+++ Provided data +++
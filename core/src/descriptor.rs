//! Input and output descriptors exchanged with the workflow engine.
//!
//! # Design
//! `RequestDescriptor` is the connector's declared input contract. The
//! embedding host binds process variables straight into it through serde, so
//! the field names (`url`, `method`, `authentication`, `payload`, `headers`)
//! must stay exactly as declared for host compatibility. The descriptor is
//! immutable once bound and owned by the caller for the duration of one call.

use std::collections::{BTreeMap, HashMap};

use serde::{Deserialize, Serialize};

/// One outbound request as declared by the workflow engine.
#[derive(Debug, Clone, Deserialize)]
pub struct RequestDescriptor {
    /// Absolute URI of the endpoint to call.
    pub url: String,
    /// Case-insensitive method token: GET, DELETE, POST, PUT or SCORING.
    pub method: String,
    /// Forwarded verbatim as the `Authorization` header value when non-blank.
    /// No scheme is inferred; the caller supplies `Bearer`/`Basic` itself.
    #[serde(default)]
    pub authentication: Option<String>,
    #[serde(default)]
    pub payload: Option<Payload>,
    /// Caller headers, applied last: they override the built-in defaults and
    /// the authentication header on key collision.
    #[serde(default)]
    pub headers: Option<HashMap<String, String>>,
}

/// Body source for an outbound request.
///
/// A JSON string binds as `Raw` and is sent byte-for-byte unmodified (it is
/// assumed to be already serialized); every other JSON value binds as
/// `Structured` and is serialized with serde_json at build time.
#[derive(Debug, Clone, PartialEq, Serialize, Deserialize)]
#[serde(untagged)]
pub enum Payload {
    Raw(String),
    Structured(serde_json::Value),
}

/// Normalized outcome of one outbound call, handed back to the host.
#[derive(Debug, Clone, PartialEq, Serialize)]
pub struct ResultDescriptor {
    pub status: u16,
    /// Parsed JSON body, or `Value::String` with the raw body when the
    /// response does not parse as JSON.
    pub body: serde_json::Value,
    /// Response header name to comma-joined values in the order received.
    pub headers: BTreeMap<String, String>,
}

#[cfg(test)]
mod tests {
    use super::*;

    #[test]
    fn descriptor_binds_from_host_variables() {
        let descriptor: RequestDescriptor = serde_json::from_str(
            r#"{
                "url": "http://example.com/api",
                "method": "POST",
                "authentication": "Bearer token",
                "payload": {"key": "value"},
                "headers": {"X-Trace": "abc"}
            }"#,
        )
        .unwrap();

        assert_eq!(descriptor.url, "http://example.com/api");
        assert_eq!(descriptor.method, "POST");
        assert_eq!(descriptor.authentication.as_deref(), Some("Bearer token"));
        assert_eq!(
            descriptor.payload,
            Some(Payload::Structured(serde_json::json!({"key": "value"})))
        );
        assert_eq!(
            descriptor.headers.as_ref().unwrap().get("X-Trace").unwrap(),
            "abc"
        );
    }

    #[test]
    fn descriptor_optional_fields_default_to_none() {
        let descriptor: RequestDescriptor =
            serde_json::from_str(r#"{"url": "http://example.com", "method": "GET"}"#).unwrap();

        assert!(descriptor.authentication.is_none());
        assert!(descriptor.payload.is_none());
        assert!(descriptor.headers.is_none());
    }

    #[test]
    fn string_payload_binds_as_raw() {
        let payload: Payload = serde_json::from_str(r#""{\"already\":\"serialized\"}""#).unwrap();
        assert_eq!(payload, Payload::Raw(r#"{"already":"serialized"}"#.to_string()));
    }

    #[test]
    fn object_payload_binds_as_structured() {
        let payload: Payload = serde_json::from_str(r#"{"a": 1}"#).unwrap();
        assert_eq!(payload, Payload::Structured(serde_json::json!({"a": 1})));
    }

    #[test]
    fn array_payload_binds_as_structured() {
        let payload: Payload = serde_json::from_str(r#"[1, 2, 3]"#).unwrap();
        assert_eq!(payload, Payload::Structured(serde_json::json!([1, 2, 3])));
    }

    #[test]
    fn result_serializes_with_declared_field_names() {
        let result = ResultDescriptor {
            status: 200,
            body: serde_json::json!({"result": "success"}),
            headers: BTreeMap::from([("content-type".to_string(), "application/json".to_string())]),
        };
        let json = serde_json::to_value(&result).unwrap();
        assert_eq!(json["status"], 200);
        assert_eq!(json["body"]["result"], "success");
        assert_eq!(json["headers"]["content-type"], "application/json");
    }
}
+++
§ **Directions for this task**
Look through the entries above and count each line holding "Trace"; report the count alone.

§ **Written solution**
2